Having said that, I'm quite sure my answer will be different in two years. I can feel my tastes changing amongst this group.

Honorable mention for Lyapunov - I have very little, but what I have I really like. 

And Borodin, who may have been the most talented of them all.


----------



## senza sordino (Oct 20, 2013)

Stravinsky 
Shostakovich 
Tchaikovsky 
Prokofiev 
Rachmaninov 
Mussorgsky

are my favourite Russian composers.


----------



## phlrdfd (Jan 18, 2015)

Tchaikovsky and Shostakovich are my two favorite Russian composers. If I had to pick a third, while Sheherazade and Pictures at an Exhibition are both favorite pieces of mine, I'd probably have to go with Prokofiev based on his overall record. From an objective standpoint, I understand that Stravinsky was one of the most significant composers of the 20th century, but he's never been one of my favorites.


----------



## QuietGuy (Mar 1, 2014)

Tchaikovsky first -- he's consistently tuneful.
Stravinsky second -- he turned music on its head for the benefit of all 20th century composers who came after.
The rest I wouldn't miss too much.


----------



## violadude (May 2, 2011)

Stravinsky
Prokofiev
Mussorgsky
Tchaikovsky
Shostakovich
Rimsky-Korsokov 

That would be my ranking, I think. Stravinsky had such a brilliant musical mind and the quality of his output is very consistent. 

Ditto for Prokofiev, a composer of spiky dissonant music that at the same time, runs smooth like melted butter. 

Mussorgsky was perhaps the boldest and most original Russian composers of the 19th century and it's really sad he didn't complete more. 

I like Tchaikovsky's music well enough and I love his uncanny ability to write great melodies. However, there aren't a lot of pieces by him that I listen to and end up saying "Yes, that was perfect". There always seems to be a movement that brings the whole down, frequently it's the finale. There are a few devices that I think he tended to overuse too (sequencing being the primary one). But I do really like the Violin Concerto, the 6th symphony and some of the orchestral suites. 

Shostakovich's music is a sort of strange case for me. There's about half of his music that I really love and half of it that I really don't. He's another composer that I feel falls back on similar devices a little too often. But there are quite a few pieces by him that I really like (4th, 13th, 14th symphonies, 5th, 6th, 12th, 14th string quartets, Preludes and Fugues). 

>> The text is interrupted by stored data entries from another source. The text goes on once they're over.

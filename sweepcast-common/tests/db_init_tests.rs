//! Integration tests for database initialization

use sweepcast_common::db::init_database;

#[tokio::test]
async fn init_creates_database_and_tables() {
    let dir = tempfile::tempdir().unwrap();
    let db_path = dir.path().join("sweepcast.db");

    let pool = init_database(&db_path).await.unwrap();
    assert!(db_path.exists());

    for table in ["users", "episodes", "blog_posts", "subscribers", "comments"] {
        let count: i64 = sqlx::query_scalar(
            "SELECT COUNT(*) FROM sqlite_master WHERE type = 'table' AND name = ?",
        )
        .bind(table)
        .fetch_one(&pool)
        .await
        .unwrap();
        assert_eq!(count, 1, "table {} should exist", table);
    }
}

#[tokio::test]
async fn init_is_idempotent() {
    let dir = tempfile::tempdir().unwrap();
    let db_path = dir.path().join("sweepcast.db");

    let pool = init_database(&db_path).await.unwrap();
    sqlx::query("INSERT INTO subscribers (email, date) VALUES ('a@b.com', '2024-01-01T00:00:00Z')")
        .execute(&pool)
        .await
        .unwrap();
    pool.close().await;

    // Reopening must preserve existing rows
    let pool = init_database(&db_path).await.unwrap();
    let count: i64 = sqlx::query_scalar("SELECT COUNT(*) FROM subscribers")
        .fetch_one(&pool)
        .await
        .unwrap();
    assert_eq!(count, 1);
}

#[tokio::test]
async fn subscriber_email_is_unique() {
    let dir = tempfile::tempdir().unwrap();
    let pool = init_database(&dir.path().join("sweepcast.db")).await.unwrap();

    sqlx::query("INSERT INTO subscribers (email, date) VALUES ('dup@example.com', '2024-01-01T00:00:00Z')")
        .execute(&pool)
        .await
        .unwrap();

    let err = sqlx::query(
        "INSERT INTO subscribers (email, date) VALUES ('dup@example.com', '2024-01-02T00:00:00Z')",
    )
    .execute(&pool)
    .await;
    assert!(err.is_err());
}

#[tokio::test]
async fn episode_slug_is_unique() {
    let dir = tempfile::tempdir().unwrap();
    let pool = init_database(&dir.path().join("sweepcast.db")).await.unwrap();

    let insert = "INSERT INTO episodes (title, description, date, duration, spotify_url, spotify_id, slug) \
                  VALUES ('t', 'd', '2024-01-01', '1:00', 'u', 's', 'same-slug')";
    sqlx::query(insert).execute(&pool).await.unwrap();
    assert!(sqlx::query(insert).execute(&pool).await.is_err());
}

Rimsky-Korsokov I am somewhat unfamiliar with. I do like his Russian Easter Overture and Scheharazade. Still, sometimes I get the sense that he hides behind flashy orchestration. Pieces like Cappriccio Espagnol are fun to listen to a couple times but don't really reward deeper listening as much as composers that are higher on the list.


----------



## DeepR (Apr 13, 2012)

My favorites are Rachmaninoff, Scriabin, Prokofiev and Tchaikovsky.
The rest may turn out to be favorites as well if I would listen to more of their music. I like the Russians in general.


----------



## Skilmarilion (Apr 6, 2013)

Mahlerian said:


> Stravinsky had the most variety, the highest number of sheer masterpieces, the highest ratio of quality output to overall output, and wrote the best individual works as well.

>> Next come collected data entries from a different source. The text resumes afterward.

//! Configuration loading
//!
//! Settings resolve in priority order:
//! 1. Command-line arguments (passed in by the server binary)
//! 2. Environment variables
//! 3. TOML config file (`<config dir>/sweepcast/config.toml`)
//! 4. Compiled defaults
//!
//! Upstream credentials (Spotify client id/secret, OpenAI API key) are
//! optional: the server starts without them and the corresponding features
//! degrade gracefully at call time.

use crate::{Error, Result};
use serde::Deserialize;
use std::path::{Path, PathBuf};

/// Default HTTP port for the server
pub const DEFAULT_PORT: u16 = 5780;

/// Resolved server configuration
#[derive(Debug, Clone)]
pub struct Config {
    /// Port the HTTP server listens on
    pub port: u16,
    /// Path to the SQLite database file
    pub database_path: PathBuf,
    /// Spotify application client id (client-credentials flow)
    pub spotify_client_id: Option<String>,
    /// Spotify application client secret
    pub spotify_client_secret: Option<String>,
    /// OpenAI API key for episode summary generation
    pub openai_api_key: Option<String>,
}

/// On-disk TOML shape; every field optional so a partial file is fine
#[derive(Debug, Default, Deserialize)]
struct ConfigFile {
    port: Option<u16>,
    database_path: Option<PathBuf>,
    spotify_client_id: Option<String>,
    spotify_client_secret: Option<String>,
    openai_api_key: Option<String>,
}

impl ConfigFile {
    fn parse(content: &str) -> Result<Self> {
        toml::from_str(content).map_err(|e| Error::Config(format!("invalid config file: {}", e)))
    }
}

impl Config {
    /// Load configuration, layering CLI arguments over environment variables
    /// over the TOML file over defaults.
    pub fn load(
        cli_port: Option<u16>,
        cli_database: Option<&Path>,
        cli_config: Option<&Path>,
    ) -> Result<Self> {
        let file = match cli_config {
            Some(path) => {
                let content = std::fs::read_to_string(path).map_err(|e| {
                    Error::Config(format!("cannot read {}: {}", path.display(), e))
                })?;
                ConfigFile::parse(&content)?
            }
            None => match default_config_path() {
                Some(path) if path.exists() => {
                    let content = std::fs::read_to_string(&path)?;
                    ConfigFile::parse(&content)?
                }
                _ => ConfigFile::default(),
            },
        };

        let port = cli_port
            .or_else(|| env_parsed("SWEEPCAST_PORT"))
            .or(file.port)
            .unwrap_or(DEFAULT_PORT);

        let database_path = cli_database
            .map(PathBuf::from)
            .or_else(|| std::env::var("SWEEPCAST_DATABASE").ok().map(PathBuf::from))
            .or(file.database_path)
            .unwrap_or_else(default_database_path);

        Ok(Config {
            port,
            database_path,
            spotify_client_id: env_or("SPOTIFY_CLIENT_ID", file.spotify_client_id),
            spotify_client_secret: env_or("SPOTIFY_CLIENT_SECRET", file.spotify_client_secret),
            openai_api_key: env_or("OPENAI_API_KEY", file.openai_api_key),
        })
    }
}

fn env_or(name: &str, fallback: Option<String>) -> Option<String> {
    std::env::var(name).ok().filter(|v| !v.is_empty()).or(fallback)
}

fn env_parsed<T: std::str::FromStr>(name: &str) -> Option<T> {
    std::env::var(name).ok().and_then(|v| v.parse().ok())
}

/// Default config file location for the platform
fn default_config_path() -> Option<PathBuf> {
    dirs::config_dir().map(|d| d.join("sweepcast").join("config.toml"))
}

/// Default database location for the platform
fn default_database_path() -> PathBuf {
    dirs::data_local_dir()
        .map(|d| d.join("sweepcast").join("sweepcast.db"))
        .unwrap_or_else(|| PathBuf::from("./sweepcast.db"))
}

#[cfg(test)]
mod tests {
    use super::*;

    #[test]
    fn parse_full_config_file() {
        let file = ConfigFile::parse(
            r#"
            port = 9000
            database_path = "/tmp/sweepcast.db"
            spotify_client_id = "abc"
            spotify_client_secret = "def"
            openai_api_key = "sk-test"
            "#,
        )
        .unwrap();

        assert_eq!(file.port, Some(9000));
        assert_eq!(file.database_path, Some(PathBuf::from("/tmp/sweepcast.db")));
        assert_eq!(file.spotify_client_id.as_deref(), Some("abc"));
        assert_eq!(file.spotify_client_secret.as_deref(), Some("def"));
        assert_eq!(file.openai_api_key.as_deref(), Some("sk-test"));
    }

    #[test]
    fn parse_partial_config_file() {
        let file = ConfigFile::parse("port = 8080").unwrap();
        assert_eq!(file.port, Some(8080));
        assert!(file.database_path.is_none());
        assert!(file.spotify_client_id.is_none());
    }

    #[test]
    fn parse_rejects_invalid_toml() {
        assert!(ConfigFile::parse("port = [").is_err());
    }
}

I assume you meant to add "in my opinion" here, because passing off highly subjective views as fact is so unlike you.


----------



## PetrB (Feb 28, 2012)

Skilmarilion said:


> I assume you meant to add "in my opinion" here, because passing off highly subjective views as fact is so unlike you.


Do we really need "In My Opinion" in front of a few selected posts we might not agree with, or do we need a permanent reminder header, "In My Opinion" provided by the site on anything anyone writes, or can we and should we assume that everything written in the way of opinion is the writer's opinion?

Are those difficult questions?


----------



## starthrower (Dec 11, 2010)

violadude said:


> Rimsky-Korsokov I am somewhat unfamiliar with. I do like his Russian Easter Overture and Scheharazade. Still, sometimes I get the sense that he hides behind flashy orchestration sometimes. Pieces like Cappriccio Espagnol are fun to listen to a couple times but don't really reward deeper listening as much as composers that are higher on the list.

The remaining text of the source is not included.